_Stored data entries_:
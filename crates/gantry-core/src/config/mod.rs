//! Installer configuration.
//!
//! One TOML profile describes a target server, the folder holding module
//! archives, and the confirm-step knobs. An optional `[[module]]` table
//! replaces the built-in dependency graph; its declaration order is the
//! graph's install order.

use std::fs;
use std::path::{Path, PathBuf};
use std::time::Duration;

use anyhow::{Context, Result};
use serde::{Deserialize, Serialize};
use url::Url;

use crate::error::GraphError;
use crate::graph::{DependencyGraph, GraphEntry};

/// File name looked up in the working directory and the user config dir.
pub const CONFIG_FILE_NAME: &str = "gantry.toml";

const DEFAULT_MODULES_DIR: &str = "modules";
const DEFAULT_CONFIRM_TIMEOUT_SECS: u64 = 60;
const DEFAULT_POLL_INTERVAL_SECS: u64 = 2;

/// One loaded installer profile.
#[derive(Debug, Clone, Serialize, Deserialize)]
pub struct GantryConfig {
    /// Base URL of the module server.
    pub server_url: Url,

    /// Login name; prompted for when absent.
    #[serde(default)]
    pub username: Option<String>,

    /// Password; prompted for when absent, which keeps it out of the file.
    #[serde(default)]
    pub password: Option<String>,

    /// Folder scanned for module archives.
    #[serde(default = "default_modules_dir")]
    pub modules_dir: PathBuf,

    /// Whether to poll the installed list after each install call.
    #[serde(default = "default_confirm_install")]
    pub confirm_install: bool,

    /// Ceiling on one module's confirm polling, in seconds.
    #[serde(default = "default_confirm_timeout_secs")]
    pub confirm_timeout_secs: u64,

    /// Sleep between installed-list polls, in seconds.
    #[serde(default = "default_poll_interval_secs")]
    pub poll_interval_secs: u64,

    /// Dependency table override; empty means the built-in table.
    #[serde(default, rename = "module")]
    pub modules: Vec<GraphEntry>,
}

impl GantryConfig {
    /// A profile with defaults for everything except the server address.
    pub fn new(server_url: Url) -> Self {
        Self {
            server_url,
            username: None,
            password: None,
            modules_dir: PathBuf::from(DEFAULT_MODULES_DIR),
            confirm_install: default_confirm_install(),
            confirm_timeout_secs: DEFAULT_CONFIRM_TIMEOUT_SECS,
            poll_interval_secs: DEFAULT_POLL_INTERVAL_SECS,
            modules: Vec::new(),
        }
    }

    /// Load a profile from a TOML file.
    pub fn load(path: &Path) -> Result<Self> {
        let raw = fs::read_to_string(path)
            .with_context(|| format!("failed to read config file {}", path.display()))?;
        toml::from_str(&raw)
            .with_context(|| format!("failed to parse config file {}", path.display()))
    }

    /// Locate and load a profile.
    ///
    /// An explicit path must exist. Otherwise `gantry.toml` is tried in the
    /// working directory, then in the user config directory; `Ok(None)`
    /// means no file was found anywhere.
    pub fn find(explicit: Option<&Path>) -> Result<Option<Self>> {
        if let Some(path) = explicit {
            return Self::load(path).map(Some);
        }

        let local = PathBuf::from(CONFIG_FILE_NAME);
        if local.is_file() {
            return Self::load(&local).map(Some);
        }

        if let Some(config_dir) = dirs::config_dir() {
            let global = config_dir.join("gantry").join(CONFIG_FILE_NAME);
            if global.is_file() {
                return Self::load(&global).map(Some);
            }
        }

        Ok(None)
    }

    /// The dependency graph this profile selects: the `[[module]]` override
    /// when present, the built-in table otherwise.
    pub fn graph(&self) -> Result<DependencyGraph, GraphError> {
        if self.modules.is_empty() {
            Ok(DependencyGraph::builtin())
        } else {
            DependencyGraph::from_entries(self.modules.clone())
        }
    }

    pub fn confirm_timeout(&self) -> Duration {
        Duration::from_secs(self.confirm_timeout_secs)
    }

    pub fn poll_interval(&self) -> Duration {
        Duration::from_secs(self.poll_interval_secs)
    }
}

fn default_modules_dir() -> PathBuf {
    PathBuf::from(DEFAULT_MODULES_DIR)
}

fn default_confirm_install() -> bool {
    true
}

fn default_confirm_timeout_secs() -> u64 {
    DEFAULT_CONFIRM_TIMEOUT_SECS
}

fn default_poll_interval_secs() -> u64 {
    DEFAULT_POLL_INTERVAL_SECS
}

#[cfg(test)]
mod tests {
    use super::*;
    use std::fs;
    use tempfile::TempDir;

    #[test]
    fn test_minimal_profile_uses_defaults() {
        let config: GantryConfig =
            toml::from_str(r#"server_url = "http://localhost:8080""#).unwrap();

        assert_eq!(config.server_url.as_str(), "http://localhost:8080/");
        assert_eq!(config.modules_dir, PathBuf::from("modules"));
        assert!(config.confirm_install);
        assert_eq!(config.confirm_timeout(), Duration::from_secs(60));
        assert_eq!(config.poll_interval(), Duration::from_secs(2));
        assert!(config.username.is_none());
        assert!(config.modules.is_empty());
    }

    #[test]
    fn test_full_profile_round_trip() {
        let raw = r#"
            server_url = "https://lamis.example.org:8443"
            username = "admin"
            modules_dir = "/srv/modules"
            confirm_install = false
            confirm_timeout_secs = 90
            poll_interval_secs = 5

            [[module]]
            name = "Patient"

            [[module]]
            name = "Triage"
            requires = ["Patient"]
        "#;
        let config: GantryConfig = toml::from_str(raw).unwrap();

        assert_eq!(config.username.as_deref(), Some("admin"));
        assert!(!config.confirm_install);
        assert_eq!(config.confirm_timeout(), Duration::from_secs(90));
        assert_eq!(config.modules.len(), 2);
        assert_eq!(config.modules[1].requires, vec!["Patient"]);
    }

    #[test]
    fn test_graph_override_preserves_declaration_order() {
        let raw = r#"
            server_url = "http://localhost:8080"

            [[module]]
            name = "Zulu"

            [[module]]
            name = "Alpha"
            requires = ["Zulu"]
        "#;
        let config: GantryConfig = toml::from_str(raw).unwrap();
        let graph = config.graph().unwrap();

        let names: Vec<&str> = graph.iter().map(|e| e.name.as_str()).collect();
        assert_eq!(names, vec!["Zulu", "Alpha"]);
    }

    #[test]
    fn test_empty_override_falls_back_to_builtin() {
        let config: GantryConfig =
            toml::from_str(r#"server_url = "http://localhost:8080""#).unwrap();
        assert_eq!(config.graph().unwrap().len(), DependencyGraph::builtin().len());
    }

    #[test]
    fn test_invalid_override_is_rejected() {
        let raw = r#"
            server_url = "http://localhost:8080"

            [[module]]
            name = "A"
            requires = ["B"]

            [[module]]
            name = "B"
            requires = ["A"]
        "#;
        let config: GantryConfig = toml::from_str(raw).unwrap();
        assert!(matches!(
            config.graph(),
            Err(GraphError::CircularDependency { .. })
        ));
    }

    #[test]
    fn test_load_reports_missing_file() {
        let dir = TempDir::new().unwrap();
        let err = GantryConfig::load(&dir.path().join("absent.toml")).unwrap_err();
        assert!(err.to_string().contains("failed to read config file"));
    }

    #[test]
    fn test_load_reports_parse_failure() {
        let dir = TempDir::new().unwrap();
        let path = dir.path().join(CONFIG_FILE_NAME);
        fs::write(&path, "server_url = ").unwrap();

        let err = GantryConfig::load(&path).unwrap_err();
        assert!(err.to_string().contains("failed to parse config file"));
    }

    #[test]
    fn test_explicit_path_loads() {
        let dir = TempDir::new().unwrap();
        let path = dir.path().join("profile.toml");
        fs::write(&path, r#"server_url = "http://localhost:8080""#).unwrap();

        let config = GantryConfig::find(Some(&path)).unwrap();
        assert!(config.is_some());
    }
}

_Task instructions_: Reproduce the data in full. Nothing in it may be altered.

_Result_:
filename crates/gantry-core/src/config/mod.rs
//! Installer configuration.
//!
//! One TOML profile describes a target server, the folder holding module
//! archives, and the confirm-step knobs. An optional `[[module]]` table
//! replaces the built-in dependency graph; its declaration order is the
//! graph's install order.

use std::fs;
use std::path::{Path, PathBuf};
use std::time::Duration;

use anyhow::{Context, Result};
use serde::{Deserialize, Serialize};
use url::Url;

use crate::error::GraphError;
use crate::graph::{DependencyGraph, GraphEntry};

/// File name looked up in the working directory and the user config dir.
pub const CONFIG_FILE_NAME: &str = "gantry.toml";

const DEFAULT_MODULES_DIR: &str = "modules";
const DEFAULT_CONFIRM_TIMEOUT_SECS: u64 = 60;
const DEFAULT_POLL_INTERVAL_SECS: u64 = 2;

/// One loaded installer profile.
#[derive(Debug, Clone, Serialize, Deserialize)]
pub struct GantryConfig {
    /// Base URL of the module server.
    pub server_url: Url,

    /// Login name; prompted for when absent.
    #[serde(default)]
    pub username: Option<String>,

    /// Password; prompted for when absent, which keeps it out of the file.
    #[serde(default)]
    pub password: Option<String>,

    /// Folder scanned for module archives.
    #[serde(default = "default_modules_dir")]
    pub modules_dir: PathBuf,

    /// Whether to poll the installed list after each install call.
    #[serde(default = "default_confirm_install")]
    pub confirm_install: bool,

    /// Ceiling on one module's confirm polling, in seconds.
    #[serde(default = "default_confirm_timeout_secs")]
    pub confirm_timeout_secs: u64,

    /// Sleep between installed-list polls, in seconds.
    #[serde(default = "default_poll_interval_secs")]
    pub poll_interval_secs: u64,

    /// Dependency table override; empty means the built-in table.
    #[serde(default, rename = "module")]
    pub modules: Vec<GraphEntry>,
}

impl GantryConfig {
    /// A profile with defaults for everything except the server address.
    pub fn new(server_url: Url) -> Self {
        Self {
            server_url,
            username: None,
            password: None,
            modules_dir: PathBuf::from(DEFAULT_MODULES_DIR),
            confirm_install: default_confirm_install(),
            confirm_timeout_secs: DEFAULT_CONFIRM_TIMEOUT_SECS,
            poll_interval_secs: DEFAULT_POLL_INTERVAL_SECS,
            modules: Vec::new(),
        }
    }

    /// Load a profile from a TOML file.
    pub fn load(path: &Path) -> Result<Self> {
        let raw = fs::read_to_string(path)
            .with_context(|| format!("failed to read config file {}", path.display()))?;
        toml::from_str(&raw)
            .with_context(|| format!("failed to parse config file {}", path.display()))
    }

    /// Locate and load a profile.
    ///
    /// An explicit path must exist. Otherwise `gantry.toml` is tried in the
    /// working directory, then in the user config directory; `Ok(None)`
    /// means no file was found anywhere.
    pub fn find(explicit: Option<&Path>) -> Result<Option<Self>> {
        if let Some(path) = explicit {
            return Self::load(path).map(Some);
        }

        let local = PathBuf::from(CONFIG_FILE_NAME);
        if local.is_file() {
            return Self::load(&local).map(Some);
        }

        if let Some(config_dir) = dirs::config_dir() {
            let global = config_dir.join("gantry").join(CONFIG_FILE_NAME);
            if global.is_file() {
                return Self::load(&global).map(Some);
            }
        }

        Ok(None)
    }

    /// The dependency graph this profile selects: the `[[module]]` override
    /// when present, the built-in table otherwise.
    pub fn graph(&self) -> Result<DependencyGraph, GraphError> {
        if self.modules.is_empty() {
            Ok(DependencyGraph::builtin())
        } else {
            DependencyGraph::from_entries(self.modules.clone())
        }
    }

    pub fn confirm_timeout(&self) -> Duration {
        Duration::from_secs(self.confirm_timeout_secs)
    }

    pub fn poll_interval(&self) -> Duration {
        Duration::from_secs(self.poll_interval_secs)
    }
}

fn default_modules_dir() -> PathBuf {
    PathBuf::from(DEFAULT_MODULES_DIR)
}

fn default_confirm_install() -> bool {
    true
}

fn default_confirm_timeout_secs() -> u64 {
    DEFAULT_CONFIRM_TIMEOUT_SECS
}

fn default_poll_interval_secs() -> u64 {
    DEFAULT_POLL_INTERVAL_SECS
}

#[cfg(test)]
mod tests {
    use super::*;
    use std::fs;
    use tempfile::TempDir;

    #[test]
    fn test_minimal_profile_uses_defaults() {
        let config: GantryConfig =
            toml::from_str(r#"server_url = "http://localhost:8080""#).unwrap();

        assert_eq!(config.server_url.as_str(), "http://localhost:8080/");
        assert_eq!(config.modules_dir, PathBuf::from("modules"));
        assert!(config.confirm_install);
        assert_eq!(config.confirm_timeout(), Duration::from_secs(60));
        assert_eq!(config.poll_interval(), Duration::from_secs(2));
        assert!(config.username.is_none());
        assert!(config.modules.is_empty());
    }

    #[test]
    fn test_full_profile_round_trip() {
        let raw = r#"
            server_url = "https://lamis.example.org:8443"
            username = "admin"
            modules_dir = "/srv/modules"
            confirm_install = false
            confirm_timeout_secs = 90
            poll_interval_secs = 5

            [[module]]
            name = "Patient"

            [[module]]
            name = "Triage"
            requires = ["Patient"]
        "#;
        let config: GantryConfig = toml::from_str(raw).unwrap();

        assert_eq!(config.username.as_deref(), Some("admin"));
        assert!(!config.confirm_install);
        assert_eq!(config.confirm_timeout(), Duration::from_secs(90));
        assert_eq!(config.modules.len(), 2);
        assert_eq!(config.modules[1].requires, vec!["Patient"]);
    }

    #[test]
    fn test_graph_override_preserves_declaration_order() {
        let raw = r#"
            server_url = "http://localhost:8080"

            [[module]]
            name = "Zulu"

            [[module]]
            name = "Alpha"
            requires = ["Zulu"]
        "#;
        let config: GantryConfig = toml::from_str(raw).unwrap();
        let graph = config.graph().unwrap();

        let names: Vec<&str> = graph.iter().map(|e| e.name.as_str()).collect();
        assert_eq!(names, vec!["Zulu", "Alpha"]);
    }

    #[test]
    fn test_empty_override_falls_back_to_builtin() {
        let config: GantryConfig =
            toml::from_str(r#"server_url = "http://localhost:8080""#).unwrap();
        assert_eq!(config.graph().unwrap().len(), DependencyGraph::builtin().len());
    }

    #[test]
    fn test_invalid_override_is_rejected() {
        let raw = r#"
            server_url = "http://localhost:8080"

            [[module]]
            name = "A"
            requires = ["B"]

            [[module]]
            name = "B"
            requires = ["A"]
        "#;
        let config: GantryConfig = toml::from_str(raw).unwrap();
        assert!(matches!(
            config.graph(),
            Err(GraphError::CircularDependency { .. })
        ));
    }

    #[test]
    fn test_load_reports_missing_file() {
        let dir = TempDir::new().unwrap();
        let err = GantryConfig::load(&dir.path().join("absent.toml")).unwrap_err();
        assert!(err.to_string().contains("failed to read config file"));
    }

    #[test]
    fn test_load_reports_parse_failure() {
        let dir = TempDir::new().unwrap();
        let path = dir.path().join(CONFIG_FILE_NAME);
        fs::write(&path, "server_url = ").unwrap();

        let err = GantryConfig::load(&path).unwrap_err();
        assert!(err.to_string().contains("failed to parse config file"));
    }

    #[test]
    fn test_explicit_path_loads() {
        let dir = TempDir::new().unwrap();
        let path = dir.path().join("profile.toml");
        fs::write(&path, r#"server_url = "http://localhost:8080""#).unwrap();

        let config = GantryConfig::find(Some(&path)).unwrap();
        assert!(config.is_some());
    }
}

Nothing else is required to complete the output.